[Action item]:
Exactly how many lines in the entries contain "ChangeRecord"? Give that number alone.

[Dataset entries]:
________________________________________
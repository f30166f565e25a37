//! Shared value types for the registration pipeline.

use crate::id::NodeId;
use serde::{Deserialize, Serialize};
use std::fmt;

/// Structural category derived from a node's declared kind.
///
/// Kinds are external vocabulary (e.g. `server`, `datasource`); the pipeline
/// only threads them through to the registry and the name policy.
#[derive(Debug, Clone, PartialEq, Eq, Hash, Serialize, Deserialize)]
#[serde(transparent)]
pub struct NodeKind(String);

impl NodeKind {
    /// Create a kind from its external label.
    pub fn new(label: impl Into<String>) -> Self {
        Self(label.into())
    }

    /// The external label.
    pub fn as_str(&self) -> &str {
        &self.0
    }
}

impl fmt::Display for NodeKind {
    fn fmt(&self, f: &mut fmt::Formatter<'_>) -> fmt::Result {
        write!(f, "{}", self.0)
    }
}

impl From<&str> for NodeKind {
    fn from(s: &str) -> Self {
        Self::new(s)
    }
}

/// Old or new value carried by a change record.
#[derive(Debug, Clone, PartialEq, Eq, Serialize, Deserialize)]
pub enum ChangeValue {
    /// A reference to a tree node (structural change).
    Node(NodeId),
    /// A plain attribute value.
    Scalar(String),
}

impl ChangeValue {
    /// The node reference, if this value is structural.
    pub fn as_node(&self) -> Option<NodeId> {
        match self {
            Self::Node(id) => Some(*id),
            Self::Scalar(_) => None,
        }
    }

    /// The scalar text, if this value is an attribute.
    pub fn as_scalar(&self) -> Option<&str> {
        match self {
            Self::Node(_) => None,
            Self::Scalar(s) => Some(s.as_str()),
        }
    }
}

/// One raw change delivered by the configuration layer after a commit.
#[derive(Debug, Clone, Serialize, Deserialize)]
pub struct ChangeRecord {
    /// The node the change originated from.
    pub source: NodeId,
    /// The field that changed on `source`.
    pub field: String,
    /// Value before the transaction, absent for additions.
    pub old: Option<ChangeValue>,
    /// Value after the transaction, absent for removals.
    pub new: Option<ChangeValue>,
}

impl ChangeRecord {
    /// A structural addition: `new` references a freshly created node.
    pub fn added(source: NodeId, field: impl Into<String>, node: NodeId) -> Self {
        Self {
            source,
            field: field.into(),
            old: None,
            new: Some(ChangeValue::Node(node)),
        }
    }

    /// A structural removal: `old` references the node that went away.
    pub fn removed(source: NodeId, field: impl Into<String>, node: NodeId) -> Self {
        Self {
            source,
            field: field.into(),
            old: Some(ChangeValue::Node(node)),
            new: None,
        }
    }

    /// An in-place attribute update on `source`.
    pub fn updated(
        source: NodeId,
        field: impl Into<String>,
        old: Option<&str>,
        new: Option<&str>,
    ) -> Self {
        Self {
            source,
            field: field.into(),
            old: old.map(|s| ChangeValue::Scalar(s.to_string())),
            new: new.map(|s| ChangeValue::Scalar(s.to_string())),
        }
    }
}

/// An attribute change already tied to a tracked node.
#[derive(Debug, Clone, PartialEq, Eq)]
pub struct AttrChange {
    pub node: NodeId,
    pub field: String,
    pub old: Option<String>,
    pub new: Option<String>,
}

impl AttrChange {
    /// Whether the change actually alters the value.
    pub fn is_effective(&self) -> bool {
        self.old != self.new
    }
}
________________________________________
[Written answer]:
2